I’d like to add turkey hunting to the mix but I’m afraid I’ll have to sit still for a long time and that never was my forte. With squirrel hunting it was always about moving and keeping your eyes up high and finding those critters. Oh, and plenty of shooting. With dove there was always plenty of shooting and a purple shoulder the next day. Rabbit hunting is always fun but dang, they are hard to follow and bring down. But again, lots of shooting, mostly because of bad aiming.
Now don’t get me wrong, that rush of seeing a buck running at full speed with majestic leaps and bounds is an incredible rush and again, plenty of challenge in trying to shoot where the deer will be when the bullets I’m slinging arrive at the same time. I grew up in the ‘70s when the big buck program wasn’t quite yet a thing and the deer population was a miniscule percentage of today’s herd. Throwing slugs out of a single shot 20-gauge when the deer was at least 100 yards away, I didn’t have the best odds of being called a sharpshooter back at Cordy Brake.
I don’t get to hunt like I did back in the day and fishing gets the free time I do get to carve for myself on the rare occasion.

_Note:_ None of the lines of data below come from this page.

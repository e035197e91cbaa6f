use crate::{
    content::{CategoryRequest},
    db::category::{Category, CategoryStore},
    error::{ApiError, ApiResult},
};
use chrono::Utc;
use std::sync::Arc;

const CATEGORY_MISSING: &str = "Category does not exist";

/// Category manager service
pub struct CategoryManager {
    categories: Arc<dyn CategoryStore>,
}

fn required_title(request: CategoryRequest) -> ApiResult<String> {
    let title = request.title.trim();
    if title.is_empty() {
        return Err(ApiError::BadRequest("Category title is required".to_string()));
    }
    Ok(title.to_string())
}

impl CategoryManager {
    pub fn new(categories: Arc<dyn CategoryStore>) -> Self {
        Self { categories }
    }

    pub async fn list(&self) -> ApiResult<Vec<Category>> {
        self.categories.list().await
    }

    pub async fn get(&self, id: &str) -> ApiResult<Category> {
        self.categories
            .find_by_id(id)
            .await?
            .ok_or_else(|| ApiError::NotFound(CATEGORY_MISSING.to_string()))
    }

    pub async fn create(&self, created_by: &str, request: CategoryRequest) -> ApiResult<Category> {
        let title = required_title(request)?;
        let now = Utc::now();

        let category = Category {
            id: uuid::Uuid::new_v4().to_string(),
            slug: slug::slugify(&title),
            title,
            created_by: Some(created_by.to_string()),
            created_at: now,
            updated_at: now,
        };

        self.categories.insert(&category).await?;
        tracing::info!("Created category {} ({})", category.slug, category.id);
        Ok(category)
    }

    /// Rename a category. The slug follows the title only when it changed.
    pub async fn update(&self, id: &str, request: CategoryRequest) -> ApiResult<Category> {
        let title = required_title(request)?;
        let mut category = self.get(id).await?;

        if category.title != title {
            category.slug = slug::slugify(&title);
            category.title = title;
        }
        category.updated_at = Utc::now();

        self.categories.update(&category).await?;
        Ok(category)
    }

    /// Posts in the category keep existing, without a category
    pub async fn delete(&self, id: &str) -> ApiResult<()> {
        if !self.categories.delete(id).await? {
            return Err(ApiError::NotFound(CATEGORY_MISSING.to_string()));
        }

        tracing::info!("Deleted category {}", id);
        Ok(())
    }
}

#[cfg(test)]
mod tests {
    use super::*;
    use crate::db::{account::Role, category::SqliteCategoryStore, test_pool};
    use crate::testing::seed_account;

    async fn manager() -> (CategoryManager, String) {
        let pool = test_pool().await;
        let admin = seed_account(&pool, "admin", Role::Admin).await;
        (
            CategoryManager::new(Arc::new(SqliteCategoryStore::new(pool))),
            admin.id,
        )
    }

    fn titled(title: &str) -> CategoryRequest {
        CategoryRequest {
            title: title.to_string(),
        }
    }

    #[tokio::test]
    async fn test_create_derives_slug() {
        let (manager, admin) = manager().await;
        let category = manager.create(&admin, titled("Systems Programming")).await.unwrap();

        assert_eq!(category.slug, "systems-programming");
        assert_eq!(category.created_by.as_deref(), Some(admin.as_str()));
        assert_eq!(manager.get(&category.id).await.unwrap().title, "Systems Programming");
    }

    #[tokio::test]
    async fn test_non_latin_titles_are_transliterated() {
        let (manager, admin) = manager().await;

        let accented = manager.create(&admin, titled("Café Crème")).await.unwrap();
        assert_eq!(accented.slug, "cafe-creme");

        let japanese = manager.create(&admin, titled("日本語")).await.unwrap();
        assert!(!japanese.slug.is_empty());
        assert!(japanese
            .slug
            .chars()
            .all(|c| c.is_ascii_lowercase() || c.is_ascii_digit() || c == '-'));
    }

    #[tokio::test]
    async fn test_title_required() {
        let (manager, admin) = manager().await;
        let err = manager.create(&admin, titled("   ")).await.unwrap_err();
        assert_eq!(err.client_message(), "Category title is required");
    }

    #[tokio::test]
    async fn test_duplicate_title_conflicts() {
        let (manager, admin) = manager().await;
        manager.create(&admin, titled("Rust")).await.unwrap();

        let err = manager.create(&admin, titled("Rust")).await.unwrap_err();
        assert!(matches!(err, ApiError::Conflict(_)));
    }

    #[tokio::test]
    async fn test_update_keeps_slug_when_title_unchanged() {
        let (manager, admin) = manager().await;
        let mut category = manager.create(&admin, titled("Rust")).await.unwrap();

        // A slug edited out of band survives an update that keeps the title
        category.slug = "custom".to_string();
        manager.categories.update(&category).await.unwrap();

        let same = manager.update(&category.id, titled("Rust")).await.unwrap();
        assert_eq!(same.slug, "custom");

        let renamed = manager.update(&category.id, titled("Rust Async")).await.unwrap();
        assert_eq!(renamed.slug, "rust-async");
    }

    #[tokio::test]
    async fn test_missing_category() {
        let (manager, _) = manager().await;

        assert!(matches!(
            manager.get("nope").await.unwrap_err(),
            ApiError::NotFound(_)
        ));
        assert!(matches!(
            manager.delete("nope").await.unwrap_err(),
            ApiError::NotFound(_)
        ));
    }
}
/// Request header helpers
use axum::http::HeaderMap;

/// Extract bearer token from Authorization header
pub fn extract_bearer_token(headers: &HeaderMap) -> Option<String> {
    headers
        .get("authorization")
        .and_then(|h| h.to_str().ok())
        .and_then(|s| s.strip_prefix("Bearer "))
        .map(str::trim)
        .filter(|token| !token.is_empty())
        .map(str::to_string)
}

#[cfg(test)]
mod tests {
    use super::*;

    #[test]
    fn test_extract_bearer_token() {
        let mut headers = HeaderMap::new();
        headers.insert("authorization", "Bearer abc.def".parse().unwrap());
        assert_eq!(extract_bearer_token(&headers).as_deref(), Some("abc.def"));
    }

    #[test]
    fn test_other_schemes_ignored() {
        let mut headers = HeaderMap::new();
        headers.insert("authorization", "Basic dXNlcjpwYXNz".parse().unwrap());
        assert!(extract_bearer_token(&headers).is_none());

        headers.insert("authorization", "Bearer ".parse().unwrap());
        assert!(extract_bearer_token(&headers).is_none());
    }
}
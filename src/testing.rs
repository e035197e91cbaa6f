//! Test doubles shared by unit tests

use crate::{
    db::account::{Account, AccountStore, MediaRef, Role, SqliteAccountStore},
    error::{ApiError, ApiResult},
    mailer::{EmailSender, OutgoingEmail},
    media::{MediaFolder, MediaStore},
};
use async_trait::async_trait;
use std::{
    path::Path,
    sync::{
        atomic::{AtomicBool, AtomicUsize, Ordering},
        Mutex,
    },
};

/// A call observed by `RecordingMediaStore`
#[derive(Debug, Clone, PartialEq, Eq)]
pub enum MediaCall {
    Upload(MediaFolder),
    Delete(String),
}

/// Media store that records calls and hands out sequential ids
#[derive(Default)]
pub struct RecordingMediaStore {
    calls: Mutex<Vec<MediaCall>>,
    counter: AtomicUsize,
    fail_uploads: AtomicBool,
}

impl RecordingMediaStore {
    pub fn calls(&self) -> Vec<MediaCall> {
        self.calls.lock().unwrap().clone()
    }

    pub fn clear(&self) {
        self.calls.lock().unwrap().clear();
    }

    pub fn fail_uploads(&self, fail: bool) {
        self.fail_uploads.store(fail, Ordering::SeqCst);
    }
}

#[async_trait]
impl MediaStore for RecordingMediaStore {
    async fn upload(&self, path: &Path, folder: MediaFolder) -> ApiResult<MediaRef> {
        self.calls.lock().unwrap().push(MediaCall::Upload(folder));

        if self.fail_uploads.load(Ordering::SeqCst) {
            return Err(ApiError::Internal("upload refused".to_string()));
        }
        if !path.exists() {
            return Err(ApiError::Internal(format!("{} missing", path.display())));
        }

        let n = self.counter.fetch_add(1, Ordering::SeqCst) + 1;
        let public_id = format!("{}/{}", folder.as_str(), n);
        Ok(MediaRef {
            url: format!("https://media.test/{}", public_id),
            public_id,
        })
    }

    async fn delete(&self, public_id: &str) -> ApiResult<()> {
        self.calls
            .lock()
            .unwrap()
            .push(MediaCall::Delete(public_id.to_string()));
        Ok(())
    }
}

/// Mailer that keeps sent messages, or fails every send
#[derive(Default)]
pub struct RecordingMailer {
    sent: Mutex<Vec<OutgoingEmail>>,
    fail: AtomicBool,
}

impl RecordingMailer {
    pub fn failing() -> Self {
        let mailer = Self::default();
        mailer.fail.store(true, Ordering::SeqCst);
        mailer
    }

    pub fn sent(&self) -> Vec<OutgoingEmail> {
        self.sent.lock().unwrap().clone()
    }
}

#[async_trait]
impl EmailSender for RecordingMailer {
    async fn send(&self, email: OutgoingEmail) -> ApiResult<()> {
        if self.fail.load(Ordering::SeqCst) {
            return Err(ApiError::Internal("smtp unavailable".to_string()));
        }
        self.sent.lock().unwrap().push(email);
        Ok(())
    }
}

/// Write a small file standing in for a staged upload
pub fn staged_file(dir: &Path, name: &str) -> std::path::PathBuf {
    let path = dir.join(name);
    std::fs::write(&path, b"image bytes").unwrap();
    path
}

/// Insert an account directly, skipping password hashing
pub async fn seed_account(pool: &sqlx::SqlitePool, username: &str, role: Role) -> Account {
    let mut account = Account::new(
        "Seeded User".to_string(),
        username.to_string(),
        format!("{}@example.com", username),
        "secret1".to_string(),
    );
    account.password_hash = "not-a-hash".to_string();
    account.role = role;
    SqliteAccountStore::new(pool.clone())
        .insert(&account)
        .await
        .unwrap();
    account
}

But the memories of hunting will always drive me to a better place and time, when life was slower without iPhones and streaming, and Sonic was the place to turn around.
These days I think more and more about the hunting experiences with my brothers and dad and the folks at deer camp. At times I think I was adopted when I think about my father, who with his bolt action 30-06 and hand-loaded bullets, would jump out of his Chevy truck and get a shot off at a distance that normal humans could only dream of. Deer that seemed a mile away brought down with usually one shot, sometimes two. And if he couldn’t get a good right-handed option, he quickly switched to his left with ease and brought down a prize buck at the edge of the woods of a field it would take us a while to traverse.
He'd do the same with fishing, filling a cooler with bream before I could get one or two off my hook or get unsnagged from a log. I’d like to think I’m a little better at fishing these days from all the hours of sitting in his boat and watching and being a part of his fishing trip. I wonder if he told stories at the Co-Op about me getting snagged or slinging slugs at a target I’d never hit in a million tries.
I’m sure he did and hopefully he smiled while telling it as maybe it entertained and perhaps made him a bit proud somehow. If I could go back and do it all again, I would and maybe not change a thing except watch him more closely, listen a bit more intently and smile more because of it all. I think it’s time to get some squirrel hunting in.